We have exploited common iron-loading nuclear genetic variants, which in the heterozygous state are deemed "nonpathogenic", to study subclinically dysregulated iron metabolism and mitochondrial function in: toxicities of high-dose chemotherapy, etiology and prognosis of estrogen-driven cancers, and most recently, neurotoxicities of antiretroviral drugs used to treat HIV/AIDS worldwide.
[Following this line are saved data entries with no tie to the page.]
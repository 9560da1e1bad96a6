// Copyright 2026 Phillip Cloud
// Licensed under the Apache License, Version 2.0

//! Filtering and sorting of in-memory record collections.
//!
//! Every function here is pure: inputs are borrowed, never mutated, and the
//! same collection plus the same [`ViewParams`] always yields the same rows.
//! Missing fields never raise. They fail bound checks and sort last.

use std::cmp::Ordering;

use serde::{Deserialize, Serialize};
use time::{Date, Duration, OffsetDateTime};

use crate::model::{Article, Invoice, Skill, StatusKind};

const SECONDS_PER_DAY: i64 = 86_400;

/// How a record's party field is compared against the user's filter text.
#[derive(Debug, Clone, Copy, PartialEq, Eq)]
pub enum PartyMatch {
    Contains,
    Exact,
}

/// The designated fields one record kind exposes to the pipeline.
pub trait Record {
    type Status: StatusKind;

    /// Client for invoices, category for articles and skills.
    const PARTY_MATCH: PartyMatch;

    fn record_id(&self) -> i64;
    fn status(&self) -> Self::Status;
    fn title(&self) -> &str;
    fn description(&self) -> &str;
    fn tags(&self) -> &[String];
    fn party(&self) -> &str;
    fn measure(&self) -> Option<i64>;
    fn sort_date(&self) -> Option<OffsetDateTime>;
    fn sort_name(&self) -> &str;
    fn is_deleted(&self) -> bool;

    fn party_filter(value: impl Into<String>) -> PartyFilter {
        let value = value.into();
        if value.trim().is_empty() {
            return PartyFilter::Any;
        }
        match Self::PARTY_MATCH {
            PartyMatch::Contains => PartyFilter::Contains(value),
            PartyMatch::Exact => PartyFilter::Exact(value),
        }
    }
}

#[derive(Debug, Clone, Copy, PartialEq, Eq, Default)]
pub enum StatusFilter<S> {
    #[default]
    All,
    Only(S),
}

impl<S: StatusKind> StatusFilter<S> {
    /// `"all"` or an empty string clears the filter.
    pub fn parse(raw: &str) -> Option<Self> {
        let raw = raw.trim();
        if raw.is_empty() || raw.eq_ignore_ascii_case("all") {
            return Some(Self::All);
        }
        S::parse(&raw.to_ascii_lowercase()).map(Self::Only)
    }

    pub fn admits(self, status: S) -> bool {
        match self {
            Self::All => true,
            Self::Only(wanted) => wanted == status,
        }
    }

    pub fn label(self) -> &'static str {
        match self {
            Self::All => "all",
            Self::Only(status) => status.as_str(),
        }
    }
}

#[derive(Debug, Clone, PartialEq, Eq, Default)]
pub enum PartyFilter {
    #[default]
    Any,
    Contains(String),
    Exact(String),
}

impl PartyFilter {
    fn admits(&self, party: &str) -> bool {
        match self {
            Self::Any => true,
            Self::Contains(needle) => party.to_lowercase().contains(&needle.to_lowercase()),
            Self::Exact(wanted) => party.to_lowercase() == wanted.to_lowercase(),
        }
    }
}

#[derive(Debug, Clone, Copy, PartialEq, Eq, Default, Serialize, Deserialize)]
#[serde(rename_all = "snake_case")]
pub enum SortKey {
    #[default]
    Date,
    Amount,
    Name,
    Status,
}

impl SortKey {
    pub const ALL: [Self; 4] = [Self::Date, Self::Amount, Self::Name, Self::Status];

    pub const fn as_str(self) -> &'static str {
        match self {
            Self::Date => "date",
            Self::Amount => "amount",
            Self::Name => "name",
            Self::Status => "status",
        }
    }

    pub fn parse(value: &str) -> Option<Self> {
        match value.trim().to_ascii_lowercase().as_str() {
            "date" => Some(Self::Date),
            "amount" => Some(Self::Amount),
            "name" | "client" => Some(Self::Name),
            "status" => Some(Self::Status),
            _ => None,
        }
    }
}

/// User-controlled inputs for one view session. The default filters nothing.
#[derive(Debug, Clone, PartialEq, Eq)]
pub struct ViewParams<S> {
    pub query: String,
    pub status: StatusFilter<S>,
    pub min_measure: Option<i64>,
    pub max_measure: Option<i64>,
    pub party: PartyFilter,
    pub date_from: Option<Date>,
    pub date_to: Option<Date>,
    pub sort: SortKey,
}

impl<S> Default for ViewParams<S> {
    fn default() -> Self {
        Self {
            query: String::new(),
            status: StatusFilter::All,
            min_measure: None,
            max_measure: None,
            party: PartyFilter::Any,
            date_from: None,
            date_to: None,
            sort: SortKey::Date,
        }
    }
}

impl<S> ViewParams<S> {
    /// Restrict to the last `days` days ending at `today`, inclusive.
    ///
    /// A window reaching past the calendar's first day leaves the lower bound
    /// open.
    pub fn within_days(mut self, today: Date, days: i64) -> Self {
        self.date_from = days
            .max(0)
            .checked_mul(SECONDS_PER_DAY)
            .map(Duration::seconds)
            .and_then(|span| today.checked_sub(span));
        self.date_to = Some(today);
        self
    }

    pub fn is_unfiltered(&self) -> bool {
        self.query.trim().is_empty()
            && matches!(self.status, StatusFilter::All)
            && self.min_measure.is_none()
            && self.max_measure.is_none()
            && self.party == PartyFilter::Any
            && self.date_from.is_none()
            && self.date_to.is_none()
    }
}

/// Records that satisfy every active filter, in collection order.
pub fn filter<'a, R: Record>(records: &'a [R], params: &ViewParams<R::Status>) -> Vec<&'a R> {
    let needle = params.query.trim().to_lowercase();
    records
        .iter()
        .filter(|record| matches_query(*record, &needle))
        .filter(|record| params.status.admits(record.status()))
        .filter(|record| within_measure(*record, params.min_measure, params.max_measure))
        .filter(|record| params.party.admits(record.party()))
        .filter(|record| within_dates(*record, params.date_from, params.date_to))
        .collect()
}

/// Stable sort; equal keys keep their incoming order.
pub fn sort<R: Record>(rows: &mut [&R], key: SortKey) {
    rows.sort_by(|left, right| compare(*left, *right, key));
}

/// Filter first, then sort.
pub fn project<'a, R: Record>(records: &'a [R], params: &ViewParams<R::Status>) -> Vec<&'a R> {
    let mut rows = filter(records, params);
    sort(&mut rows, params.sort);
    rows
}

pub fn compare<R: Record>(left: &R, right: &R, key: SortKey) -> Ordering {
    match key {
        SortKey::Date => descending_missing_last(left.sort_date(), right.sort_date()),
        SortKey::Amount => descending_missing_last(left.measure(), right.measure()),
        SortKey::Name => collate(left.sort_name(), right.sort_name()),
        SortKey::Status => left.status().as_str().cmp(right.status().as_str()),
    }
}

fn matches_query<R: Record>(record: &R, needle: &str) -> bool {
    if needle.is_empty() {
        return true;
    }
    record.title().to_lowercase().contains(needle)
        || record.description().to_lowercase().contains(needle)
        || record
            .tags()
            .iter()
            .any(|tag| tag.to_lowercase().contains(needle))
}

fn within_measure<R: Record>(record: &R, min: Option<i64>, max: Option<i64>) -> bool {
    if min.is_none() && max.is_none() {
        return true;
    }
    let Some(value) = record.measure() else {
        return false;
    };
    min.is_none_or(|min| min <= value) && max.is_none_or(|max| value <= max)
}

fn within_dates<R: Record>(record: &R, from: Option<Date>, to: Option<Date>) -> bool {
    if from.is_none() && to.is_none() {
        return true;
    }
    let Some(date) = record.sort_date().map(|value| value.date()) else {
        return false;
    };
    from.is_none_or(|from| from <= date) && to.is_none_or(|to| date <= to)
}

fn descending_missing_last<T: Ord>(left: Option<T>, right: Option<T>) -> Ordering {
    match (left, right) {
        (Some(left), Some(right)) => right.cmp(&left),
        (Some(_), None) => Ordering::Less,
        (None, Some(_)) => Ordering::Greater,
        (None, None) => Ordering::Equal,
    }
}

// Case-folded first so "acme" and "Acme" land together; raw text breaks ties.
fn collate(left: &str, right: &str) -> Ordering {
    left.to_lowercase()
        .cmp(&right.to_lowercase())
        .then_with(|| left.cmp(right))
}

impl Record for Invoice {
    type Status = crate::model::InvoiceStatus;

    const PARTY_MATCH: PartyMatch = PartyMatch::Contains;

    fn record_id(&self) -> i64 {
        self.id.get()
    }

    fn status(&self) -> Self::Status {
        self.status
    }

    fn title(&self) -> &str {
        &self.title
    }

    fn description(&self) -> &str {
        &self.invoice_number
    }

    fn tags(&self) -> &[String] {
        std::slice::from_ref(&self.client_name)
    }

    fn party(&self) -> &str {
        &self.client_name
    }

    fn measure(&self) -> Option<i64> {
        Some(self.amount_cents)
    }

    // Issue date, or creation time for undated drafts.
    fn sort_date(&self) -> Option<OffsetDateTime> {
        Some(
            self.issue_date
                .map_or(self.created_at, |date| date.midnight().assume_utc()),
        )
    }

    fn sort_name(&self) -> &str {
        &self.client_name
    }

    fn is_deleted(&self) -> bool {
        self.deleted_at.is_some()
    }
}

impl Record for Article {
    type Status = crate::model::ArticleStatus;

    const PARTY_MATCH: PartyMatch = PartyMatch::Exact;

    fn record_id(&self) -> i64 {
        self.id.get()
    }

    fn status(&self) -> Self::Status {
        self.status
    }

    fn title(&self) -> &str {
        &self.title
    }

    fn description(&self) -> &str {
        &self.excerpt
    }

    fn tags(&self) -> &[String] {
        &self.tags
    }

    fn party(&self) -> &str {
        &self.category
    }

    fn measure(&self) -> Option<i64> {
        Some(self.views)
    }

    fn sort_date(&self) -> Option<OffsetDateTime> {
        Some(self.updated_at)
    }

    fn sort_name(&self) -> &str {
        &self.title
    }

    fn is_deleted(&self) -> bool {
        self.deleted_at.is_some()
    }
}

impl Record for Skill {
    type Status = crate::model::SkillLevel;

    const PARTY_MATCH: PartyMatch = PartyMatch::Exact;

    fn record_id(&self) -> i64 {
        self.id.get()
    }

    fn status(&self) -> Self::Status {
        self.level
    }

    fn title(&self) -> &str {
        &self.name
    }

    fn description(&self) -> &str {
        &self.category
    }

    fn tags(&self) -> &[String] {
        &[]
    }

    fn party(&self) -> &str {
        &self.category
    }

    fn measure(&self) -> Option<i64> {
        Some(self.endorsements)
    }

    fn sort_date(&self) -> Option<OffsetDateTime> {
        Some(self.updated_at)
    }

    fn sort_name(&self) -> &str {
        &self.name
    }

    fn is_deleted(&self) -> bool {
        self.deleted_at.is_some()
    }
}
Our 5-year NIMH-funded project builds on this prior work to evaluate joint effects of iron-related nuclear and mitochondrial genomic variants and the "ferrome" (all iron-regulatory and iron-transport genes) on cerebrospinal-fluid iron transport, neuroinflammation, and neurocognitive disorder in HIV infection.
In a separate CDC-funded study, we have also identified genetic predictors of hemolytic-uremic syndrome caused by infection with Shiga-toxin-producing E.coli.
As a clinician and population-based scientist, I am interested in applying genetic epidemiologic methods to study the role of iron and the mitochondrial genome in a multitude of chronic, complex clinical phenotypes.
The focus of my team's research is on the role that variation in iron metabolism and mitochondrial function (energy production) play in chronic inflammatory diseases and their complications. Of particular interest are HIV-associated neurocognitive disorders (HAND), which remain very common despite highly effective drugs that suppress the virus to undetectable levels. Our goal is to increase awareness of HAND in the HIV-infected population, promote screening for the disorder, and develop new ways to treat individuals at risk for HAND based on genomic factors.